State Telehealth Activity
Attorney General of New Jersey: AG Platkin Announces Additional Police Departments Joining ARRIVE Together Mental Health Crisis Response Initiative (12/21) – New Jersey Attorney General Matthew J. Platkin announced an expansion of the ARRIVE Together mental health crisis response initiative to additional municipalities in Cumberland and Union Counties, as well as the initiation of an innovative new version of the program in Atlantic County. In Atlantic City, the pilot will use telehealth tools to aid law enforcement officers in better responding to mental health-related calls for service. Officers will be equipped with electronic tablets that can be used by individuals in distress to obtain real-time virtual telehealth services from mental health professionals at AtlantiCare Regional Medical Center.
American Medical Association: Many State Medical Boards Looking to Update Telemedicine Policy (12/19) – This blog outlines the recent Federation of State Medical Boards (FSMB) policy that facilitates continuity of care via telehealth for patients who are temporarily in a different state. The policy includes recommendations from an AMA Council on Medical Service report that was presented at the 2021 AMA Annual Meeting. While some temporary telemedicine regulations enacted during the pandemic are starting to expire, 21 states have permanent rules governing telemedicine use.

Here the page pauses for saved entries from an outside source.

//! Book loading: resolves every structural file and builds the page list.

use std::collections::HashSet;
use std::path::Path;

use crate::book::Book;
use crate::error::BookError;
use crate::kind::StructureKind;
use crate::link::{resolve_link, slash_path};
use crate::page::Page;
use crate::parser::{Glossary, Languages, Readme, Summary, SummaryArticle};
use crate::resolve::{ResolveOptions, resolve_structure};

/// Everything known about a book after its structural files are parsed.
#[derive(Clone, Debug)]
pub struct LoadedBook {
    pub readme: Readme,
    pub summary: Option<Summary>,
    pub glossary: Option<Glossary>,
    pub languages: Option<Languages>,
    pages: Vec<Page>,
}

impl LoadedBook {
    /// Pages in generation order: README first, then summary order.
    pub fn pages(&self) -> &[Page] {
        &self.pages
    }

    pub fn into_pages(self) -> Vec<Page> {
        self.pages
    }
}

/// Resolve only the LANGS file.
pub fn load_languages(book: &Book, options: &ResolveOptions) -> Result<Option<Languages>, BookError> {
    let options = without_summary(options);
    Ok(resolve_structure(book, StructureKind::Langs, &options)?
        .and_then(|(_, structure)| structure.into_languages()))
}

/// Resolve all structural files of `book` and build its page list.
///
/// The summary override in `options` applies to the summary only.
pub fn load_book(book: &Book, options: &ResolveOptions) -> Result<LoadedBook, BookError> {
    let plain = without_summary(options);

    let languages = load_languages(book, &plain)?;

    let (readme_file, readme) = resolve_structure(book, StructureKind::Readme, &plain)?
        .and_then(|(file, structure)| structure.into_readme().map(|readme| (file, readme)))
        .ok_or(BookError::MissingReadme)?;

    let summary = resolve_structure(book, StructureKind::Summary, options)?.and_then(|(file, structure)| {
        let path = options.summary.as_deref().unwrap_or(file.path());
        let dir = path.parent().unwrap_or(Path::new("")).to_path_buf();
        structure.into_summary().map(|summary| (dir, summary))
    });

    let glossary = resolve_structure(book, StructureKind::Glossary, &plain)?
        .and_then(|(_, structure)| structure.into_glossary());

    let pages = build_pages(
        readme_file.path(),
        &readme,
        summary.as_ref().map(|(dir, summary)| (dir.as_path(), summary)),
    );
    tracing::info!(pages = pages.len(), title = %readme.title, "Loaded book");

    Ok(LoadedBook {
        readme,
        summary: summary.map(|(_, summary)| summary),
        glossary,
        languages,
        pages,
    })
}

fn without_summary(options: &ResolveOptions) -> ResolveOptions {
    ResolveOptions {
        summary: None,
        working_dir: options.working_dir.clone(),
    }
}

/// Book-relative page path for a reference in a summary under `base_dir`,
/// if it names a local markdown file.
fn page_path(base_dir: &Path, reference: &str) -> Option<String> {
    resolve_link(base_dir, reference).filter(|path| quire_storage::is_markdown(Path::new(path)))
}

/// Pages in order. Summary references resolve against the summary's
/// directory.
fn build_pages(readme_path: &Path, readme: &Readme, summary: Option<(&Path, &Summary)>) -> Vec<Page> {
    fn walk(
        base_dir: &Path,
        articles: &[SummaryArticle],
        seen: &mut HashSet<String>,
        pages: &mut Vec<Page>,
    ) {
        for article in articles {
            if let Some(path) = article.reference.as_deref().and_then(|r| page_path(base_dir, r))
                && seen.insert(path.clone())
            {
                pages.push(Page::new(path, Some(article.title.clone())));
            }
            walk(base_dir, &article.articles, seen, pages);
        }
    }

    let mut seen = HashSet::from([slash_path(readme_path)]);
    let mut pages = vec![Page::new(readme_path, Some(readme.title.clone()))];

    if let Some((base_dir, summary)) = summary {
        for part in &summary.parts {
            walk(base_dir, &part.articles, &mut seen, &mut pages);
        }
    }
    pages
}

#[cfg(test)]
mod tests {
    use std::path::PathBuf;
    use std::sync::Arc;

    use pretty_assertions::assert_eq;
    use quire_storage::MockStorage;

    use super::*;
    use crate::book::StructureFiles;

    fn load(storage: MockStorage) -> Result<LoadedBook, BookError> {
        load_book(&Book::new(Arc::new(storage)), &ResolveOptions::new("/work"))
    }

    fn paths(book: &LoadedBook) -> Vec<&Path> {
        book.pages().iter().map(Page::path).collect()
    }

    #[test]
    fn test_missing_readme() {
        let err = load(MockStorage::new().with_file("SUMMARY.md", "* [A](a.md)")).unwrap_err();
        assert!(matches!(err, BookError::MissingReadme));
    }

    #[test]
    fn test_readme_only() {
        let book = load(MockStorage::new().with_file("README.md", "# Guide")).unwrap();

        assert_eq!(paths(&book), vec![Path::new("README.md")]);
        assert_eq!(book.pages()[0].title.as_deref(), Some("Guide"));
        assert!(book.summary.is_none());
        assert!(book.glossary.is_none());
        assert!(book.languages.is_none());
    }

    #[test]
    fn test_pages_follow_summary_order() {
        let storage = MockStorage::new()
            .with_file("README.md", "# Guide")
            .with_file(
                "SUMMARY.md",
                "# Summary\n\n* [Intro](README.md)\n* [Setup](./setup.md#install)\n    * [Linux](setup/linux.md)\n* [Site](https://example.com)\n* [Again](setup.md)\n* Draft\n* [Image](cover.png)\n",
            )
            .with_file("GLOSSARY.md", "## Quire\n\nLeaves.\n");

        let book = load(storage).unwrap();
        assert_eq!(
            paths(&book),
            vec![
                Path::new("README.md"),
                Path::new("setup.md"),
                Path::new("setup/linux.md"),
            ]
        );
        assert_eq!(book.pages()[1].title.as_deref(), Some("Setup"));
        assert_eq!(book.glossary.unwrap().entries.len(), 1);
    }

    #[test]
    fn test_hidden_pages_become_pages() {
        let storage = MockStorage::new()
            .with_file("README.md", "# Guide")
            .with_file("SUMMARY.md", "* [One](a/one.md)")
            .with_file("a/one.md", "# One")
            .with_file("a/two.md", "# Two");

        let book = load(storage).unwrap();
        assert_eq!(
            paths(&book),
            vec![
                Path::new("README.md"),
                Path::new("a/one.md"),
                Path::new("a/two.md"),
            ]
        );
    }

    #[test]
    fn test_summary_override_only_affects_summary() {
        let storage = MockStorage::new()
            .with_file("README.md", "# Guide")
            .with_file("SUMMARY.md", "* [Default](default.md)")
            .with_file("alt.md", "* [Alternate](alternate.md)");
        let options = ResolveOptions::new("/work").with_summary(Some(PathBuf::from("alt.md")));

        let book = load_book(&Book::new(Arc::new(storage)), &options).unwrap();
        assert_eq!(book.readme.title, "Guide");
        assert_eq!(
            paths(&book),
            vec![Path::new("README.md"), Path::new("alternate.md")]
        );
    }

    #[test]
    fn test_languages() {
        let storage = MockStorage::new()
            .with_file("LANGS.md", "* [English](en/)\n* [Deutsch](de/)\n")
            .with_file("en/README.md", "# Guide");
        let book = Book::new(Arc::new(storage));

        let languages = load_languages(&book, &ResolveOptions::new("/work"))
            .unwrap()
            .unwrap();
        assert_eq!(languages.languages.len(), 2);
    }

    #[test]
    fn test_languages_outside_book_fail() {
        let storage = MockStorage::new().with_file("LANGS.md", "* [English](en/)\n* [Escape](../x/)\n");
        let book = Book::new(Arc::new(storage));

        let err = load_languages(&book, &ResolveOptions::new("/work")).unwrap_err();
        assert!(matches!(err, BookError::Parse { ref filename, .. } if filename == Path::new("LANGS.md")));
    }

    #[test]
    fn test_page_path() {
        let root = Path::new("");
        assert_eq!(page_path(root, "a/b.md#c").as_deref(), Some("a/b.md"));
        assert_eq!(page_path(root, "./a.markdown").as_deref(), Some("a.markdown"));
        assert_eq!(page_path(root, "https://example.com/a.md"), None);
        assert_eq!(page_path(root, "mailto:team@example.com"), None);
        assert_eq!(page_path(root, "#anchor"), None);
        assert_eq!(page_path(root, "image.png"), None);
        assert_eq!(page_path(Path::new("docs"), "one.md").as_deref(), Some("docs/one.md"));
    }

    #[test]
    fn test_nested_summary_pages() {
        let storage = MockStorage::new()
            .with_file("README.md", "# Guide")
            .with_file("docs/SUMMARY.md", "* [Home](../README.md)\n* [One](one.md)")
            .with_file("docs/one.md", "# One")
            .with_file("docs/extra/two.md", "# Two");
        let book = Book::new(Arc::new(storage)).with_structure_files(StructureFiles {
            summary: PathBuf::from("docs/SUMMARY.md"),
            ..StructureFiles::default()
        });

        let book = load_book(&book, &ResolveOptions::new("/work")).unwrap();
        assert_eq!(
            paths(&book),
            vec![
                Path::new("README.md"),
                Path::new("docs/one.md"),
                Path::new("docs/extra/two.md"),
            ]
        );
    }
}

KeyC News Now: Minnesota Launches New COVID-19 Telehealth Treatment Pilot Program (12/19) – The State of Minnesota launched a new telehealth test-to-treat program. The program aims to ensure Minnesotans who have tested positive for COVID-19 have easy access to clinician care and therapeutic treatments that reduce their risk of serious illness or hospitalization. Through the Cue Health app, Minnesotans can have a virtual consultation with a licensed clinician who will evaluate them to determine if therapeutic treatment is a good option. All services, including the consultation, medication and delivery, will come at no cost to the Minnesotans who use this service. This pilot program is available to all Minnesota residents.